目次
1. 本年末までの期限付きの贈与税の非課税制度
「直系尊属からの住宅取得等資金の贈与に関する非課税制度」は、2012年の税制改正により延長が決定された制度であり、本年末までに、20歳以上の者が父母・祖父母などの直系尊属から住宅資金等の贈与を受けた場合、500万円までは贈与税が非課税となる制度である。
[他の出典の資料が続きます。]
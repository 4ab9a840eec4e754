use std::collections::HashMap;

use serde::Serialize;

use crate::table::{Column, Table};

/// Descriptive statistics for one numeric column. NaN marks "undefined".
#[derive(Debug, Clone, PartialEq, Serialize)]
pub struct ColumnStat {
    pub column: String,
    pub mean: f64,
    pub median: f64,
    pub std: f64,
    pub min: f64,
    pub max: f64,
}

#[derive(Debug, Clone, PartialEq, Serialize)]
pub struct MissingnessRecord {
    pub column: String,
    pub null_count: usize,
    pub null_percent: f64,
}

/// One histogram bin, `[start, end)` except the last which is closed.
#[derive(Debug, Clone, Copy, PartialEq)]
pub struct Bin {
    pub start: f64,
    pub end: f64,
    pub count: usize,
}

impl Bin {
    pub fn width(&self) -> f64 {
        self.end - self.start
    }
}

/// Format to exactly two decimals; NaN prints as `nan`.
pub fn fmt2(value: f64) -> String {
    if value.is_nan() {
        "nan".to_string()
    } else {
        format!("{value:.2}")
    }
}

/// Round half away from zero to two decimals.
pub fn round2(value: f64) -> f64 {
    (value * 100.0).round() / 100.0
}

/// Arithmetic mean
///
/// # Arguments
/// * `values` - Non-null values of one column
///
/// # Returns
/// * `f64` - The mean, or NaN when `values` is empty
pub fn mean(values: &[f64]) -> f64 {
    if values.is_empty() {
        return f64::NAN;
    }
    values.iter().sum::<f64>() / values.len() as f64
}

/// Middle value after sorting; the average of the two middle values for an
/// even count. NaN when `values` is empty.
pub fn median(values: &[f64]) -> f64 {
    if values.is_empty() {
        return f64::NAN;
    }
    let mut sorted = values.to_vec();
    sorted.sort_by(f64::total_cmp);
    let mid = sorted.len() / 2;
    if sorted.len() % 2 == 0 {
        (sorted[mid - 1] + sorted[mid]) / 2.0
    } else {
        sorted[mid]
    }
}

/// Sample standard deviation (n - 1 denominator).
///
/// # Returns
/// * `f64` - NaN for fewer than two values
pub fn std_dev(values: &[f64]) -> f64 {
    if values.len() < 2 {
        return f64::NAN;
    }
    let m = mean(values);
    let ss: f64 = values.iter().map(|v| (v - m).powi(2)).sum();
    (ss / (values.len() - 1) as f64).sqrt()
}

fn finite(values: &[f64]) -> Vec<f64> {
    values.iter().copied().filter(|v| v.is_finite()).collect()
}

fn min_max(values: &[f64]) -> (f64, f64) {
    if values.is_empty() {
        return (f64::NAN, f64::NAN);
    }
    values
        .iter()
        .fold((f64::INFINITY, f64::NEG_INFINITY), |(lo, hi), &v| {
            (lo.min(v), hi.max(v))
        })
}

/// Stats for a numeric column, `None` for a textual one.
///
/// # Arguments
/// * `column` - Any column; nulls are skipped
///
/// # Returns
/// * `Option<ColumnStat>` - Mean, median, sample std, min and max. Each is NaN
///   when the column has too few non-null values to define it
pub fn column_stat(column: &Column) -> Option<ColumnStat> {
    if column.kind() != crate::table::ColumnKind::Numeric {
        return None;
    }
    let values = column.numbers();
    let (min, max) = min_max(&values);
    Some(ColumnStat {
        column: column.name().to_string(),
        mean: mean(&values),
        median: median(&values),
        std: std_dev(&values),
        min,
        max,
    })
}

/// [`column_stat`] for every numeric column, in column order.
pub fn numeric_stats(table: &Table) -> Vec<ColumnStat> {
    table.numeric_columns().filter_map(column_stat).collect()
}

/// Null count and percentage of `rows`. Zero rows reports 0%.
pub fn missingness(column: &Column, rows: usize) -> MissingnessRecord {
    let null_count = column.null_count();
    let null_percent = if rows == 0 {
        0.0
    } else {
        round2(null_count as f64 / rows as f64 * 100.0)
    };
    MissingnessRecord {
        column: column.name().to_string(),
        null_count,
        null_percent,
    }
}

/// [`missingness`] for every column, in column order.
pub fn missingness_table(table: &Table) -> Vec<MissingnessRecord> {
    table
        .columns()
        .iter()
        .map(|c| missingness(c, table.n_rows()))
        .collect()
}

/// Distinct non-null text values in order of first appearance.
pub fn distinct_values(column: &Column) -> Vec<String> {
    value_counts_unsorted(column)
        .into_iter()
        .map(|(value, _)| value)
        .collect()
}

/// Frequency of each distinct value, most frequent first.
///
/// Ties keep first-appearance order.
pub fn value_counts(column: &Column) -> Vec<(String, usize)> {
    let mut counts = value_counts_unsorted(column);
    counts.sort_by(|a, b| b.1.cmp(&a.1));
    counts
}

fn value_counts_unsorted(column: &Column) -> Vec<(String, usize)> {
    let mut index: HashMap<&str, usize> = HashMap::new();
    let mut counts: Vec<(String, usize)> = Vec::new();
    for value in column.texts() {
        match index.get(value) {
            Some(&i) => counts[i].1 += 1,
            None => {
                index.insert(value, counts.len());
                counts.push((value.to_string(), 1));
            }
        }
    }
    counts
}

/// Equal-width bins over `[min, max]` of the finite values.
///
/// # Arguments
/// * `values` - Non-null cells of a numeric column. Infinite values are skipped
///
/// # Returns
/// * `Vec<Bin>` - Sturges' rule bins (`ceil(log2 n) + 1`), empty when no finite
///   value remains. A range too wide for `f64` collapses to a single bin
pub fn histogram(values: &[f64]) -> Vec<Bin> {
    let values = finite(values);
    if values.is_empty() {
        return Vec::new();
    }
    let (mut lo, mut hi) = min_max(&values);
    if hi - lo == 0.0 {
        let pad = (lo.abs() * 0.05).max(0.5);
        lo -= pad;
        hi += pad;
    }
    if !(hi - lo).is_finite() {
        return vec![Bin {
            start: lo,
            end: hi,
            count: values.len(),
        }];
    }

    let n_bins = ((values.len() as f64).log2().ceil() as usize + 1).max(1);
    let width = (hi - lo) / n_bins as f64;
    let mut bins: Vec<Bin> = (0..n_bins)
        .map(|i| Bin {
            start: lo + width * i as f64,
            end: lo + width * (i + 1) as f64,
            count: 0,
        })
        .collect();

    for &v in &values {
        let idx = (((v - lo) / width) as usize).min(n_bins - 1);
        bins[idx].count += 1;
    }
    bins
}

/// Gaussian kernel density estimate scaled to the histogram's counts.
///
/// Bandwidth follows Scott's rule. Empty when there are fewer than two
/// finite values or no spread.
pub fn density_curve(values: &[f64], bins: &[Bin], points: usize) -> Vec<(f64, f64)> {
    let values = finite(values);
    let sd = std_dev(&values);
    if values.len() < 2 || !(sd > 0.0 && sd.is_finite()) || bins.is_empty() || points < 2 {
        return Vec::new();
    }

    let n = values.len() as f64;
    let bandwidth = sd * n.powf(-0.2);
    let scale = n * bins[0].width();
    let lo = bins[0].start;
    let hi = bins[bins.len() - 1].end;
    let step = (hi - lo) / (points - 1) as f64;
    let norm = 1.0 / (n * bandwidth * (2.0 * std::f64::consts::PI).sqrt());

    (0..points)
        .map(|i| {
            let x = lo + step * i as f64;
            let density: f64 = values
                .iter()
                .map(|v| (-0.5 * ((x - v) / bandwidth).powi(2)).exp())
                .sum::<f64>()
                * norm;
            (x, density * scale)
        })
        .collect()
}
また、省エネ住宅の場合は、1,000万円までは贈与税が非課税となる。
若者世代への資金移転をすすめるための国の施策であり、500万円までは全く贈与税がかからないという意味で利用価値が高い制度であることは間違いない。
2. 上手に利用するためにも、注意点を理解しておきたい
(1) 配偶者の父母や祖父母は直系尊属には当たらない
贈与者である直系尊属とは父母や祖父母などであるが、配偶者の父母や祖父母は直系尊属にはあたらないので、これらの人からの贈与については制度の適用が受けられない(養親の場合は、直系尊属となる)。
(2) 家屋の贈与を受けた場合や、贈与を受けた金銭を住宅借入金の返済に充てた場合などは、制度の適用外
家屋自体の贈与や贈与を受けた金銭を住宅ローン返済に充てた場合は、対象外である。
(3) 家屋の引渡しが来年の3月15日以降になる場合
分譲マンションの購入なども家屋の「取得」に該当するが、贈与を受けた住宅取得等資金を手付金などの支払に充てたとしても、来年の3月15日までに引渡しを受けていなければ、制度の適用を受けることはできない。
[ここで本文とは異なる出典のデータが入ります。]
#![cfg(feature = "web")]

mod common;

use std::sync::Arc;

use axum::body::{Body, to_bytes};
use axum::http::{Request, StatusCode, header};
use axum::response::Response;
use common::StubRenderer;
use csv_insight::app::{AppState, router};
use csv_insight::config::ServerConfig;
use serde_json::Value;
use tower::ServiceExt;

const BOUNDARY: &str = "csv-insight-test-boundary";
const PEOPLE_CSV: &[u8] = b"id,name\n1,a\n2,b\n,c\n";

fn multipart_body(field: &str, file_name: &str, bytes: &[u8]) -> Vec<u8> {
    let mut body = Vec::new();
    body.extend_from_slice(format!("--{BOUNDARY}\r\n").as_bytes());
    body.extend_from_slice(
        format!(
            "Content-Disposition: form-data; name=\"{field}\"; filename=\"{file_name}\"\r\n"
        )
        .as_bytes(),
    );
    body.extend_from_slice(b"Content-Type: text/csv\r\n\r\n");
    body.extend_from_slice(bytes);
    body.extend_from_slice(format!("\r\n--{BOUNDARY}--\r\n").as_bytes());
    body
}

async fn post(uri: &str, field: &str, bytes: &[u8]) -> Response {
    let app = router(
        AppState::new(Arc::new(StubRenderer::default())),
        &ServerConfig::default(),
    );
    let request = Request::builder()
        .method("POST")
        .uri(uri)
        .header(
            header::CONTENT_TYPE,
            format!("multipart/form-data; boundary={BOUNDARY}"),
        )
        .body(Body::from(multipart_body(field, "people.csv", bytes)))
        .unwrap();
    app.oneshot(request).await.unwrap()
}

async fn body_bytes(response: Response) -> Vec<u8> {
    to_bytes(response.into_body(), usize::MAX).await.unwrap().to_vec()
}

async fn body_json(response: Response) -> Value {
    serde_json::from_slice(&body_bytes(response).await).unwrap()
}

#[tokio::test]
async fn analyze_returns_insights() {
    let response = post("/api/analyze", "file", PEOPLE_CSV).await;
    assert_eq!(response.status(), StatusCode::OK);

    let json = body_json(response).await;
    assert_eq!(json["filename"], "people.csv");
    assert_eq!(json["rows"], 3);
    assert_eq!(json["columns"], 2);
    assert_eq!(json["numeric_columns"][0], "id");
    assert_eq!(json["categorical_columns"][0], "name");
}

#[tokio::test]
async fn unreadable_upload_is_rejected_with_message() {
    let response = post("/api/analyze", "file", b"just one column\nno delimiters\n").await;
    assert_eq!(response.status(), StatusCode::UNPROCESSABLE_ENTITY);

    let json = body_json(response).await;
    assert_eq!(json["status"], "error");
    assert_eq!(
        json["message"],
        "Could not read the file. Please make sure it's a valid CSV or TSV file."
    );
}

#[tokio::test]
async fn upload_in_wrong_field_is_a_bad_request() {
    let response = post("/api/analyze", "attachment", PEOPLE_CSV).await;
    assert_eq!(response.status(), StatusCode::BAD_REQUEST);
}

#[tokio::test]
async fn report_is_a_pdf_attachment() {
    let response = post("/api/report", "file", PEOPLE_CSV).await;
    assert_eq!(response.status(), StatusCode::OK);
    assert_eq!(response.headers()[header::CONTENT_TYPE], "application/pdf");
    assert_eq!(
        response.headers()[header::CONTENT_DISPOSITION],
        "attachment; filename=\"csv_insight_report.pdf\""
    );
    assert!(body_bytes(response).await.starts_with(b"%PDF-"));
}

#[tokio::test]
async fn summary_is_a_text_attachment() {
    let response = post("/api/summary", "file", PEOPLE_CSV).await;
    assert_eq!(response.status(), StatusCode::OK);
    assert_eq!(
        response.headers()[header::CONTENT_DISPOSITION],
        "attachment; filename=\"csv_insight_summary.txt\""
    );

    let text = String::from_utf8(body_bytes(response).await).unwrap();
    assert!(text.starts_with("=== CSV Insight Summary ==="));
    assert!(text.contains("id: Mean = 1.50, Median = 1.50"));
}

#[tokio::test]
async fn chart_for_known_column_is_png() {
    let response = post("/api/chart?column=name", "file", PEOPLE_CSV).await;
    assert_eq!(response.status(), StatusCode::OK);
    assert_eq!(response.headers()[header::CONTENT_TYPE], "image/png");
    assert!(body_bytes(response).await.starts_with(b"\x89PNG"));
}

#[tokio::test]
async fn chart_for_unknown_column_is_not_found() {
    let response = post("/api/chart?column=missing", "file", PEOPLE_CSV).await;
    assert_eq!(response.status(), StatusCode::NOT_FOUND);
    println!("✓ unknown chart column rejected");
}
(4) この非課税制度を利用した生前贈与は、相続時に加算されない
よく似た制度である相続時精算課税制度(住宅取得等資金に係る特例)を使った生前贈与財産は、相続時に精算されて課税価額に組み込まれる。
だが、直系尊属からの住宅資金の贈与を受けることにより贈与税が非課税となった金額は、その贈与者に係る相続税の計算において、相続税の課税価格に加算されない。(執筆者:釜口 博)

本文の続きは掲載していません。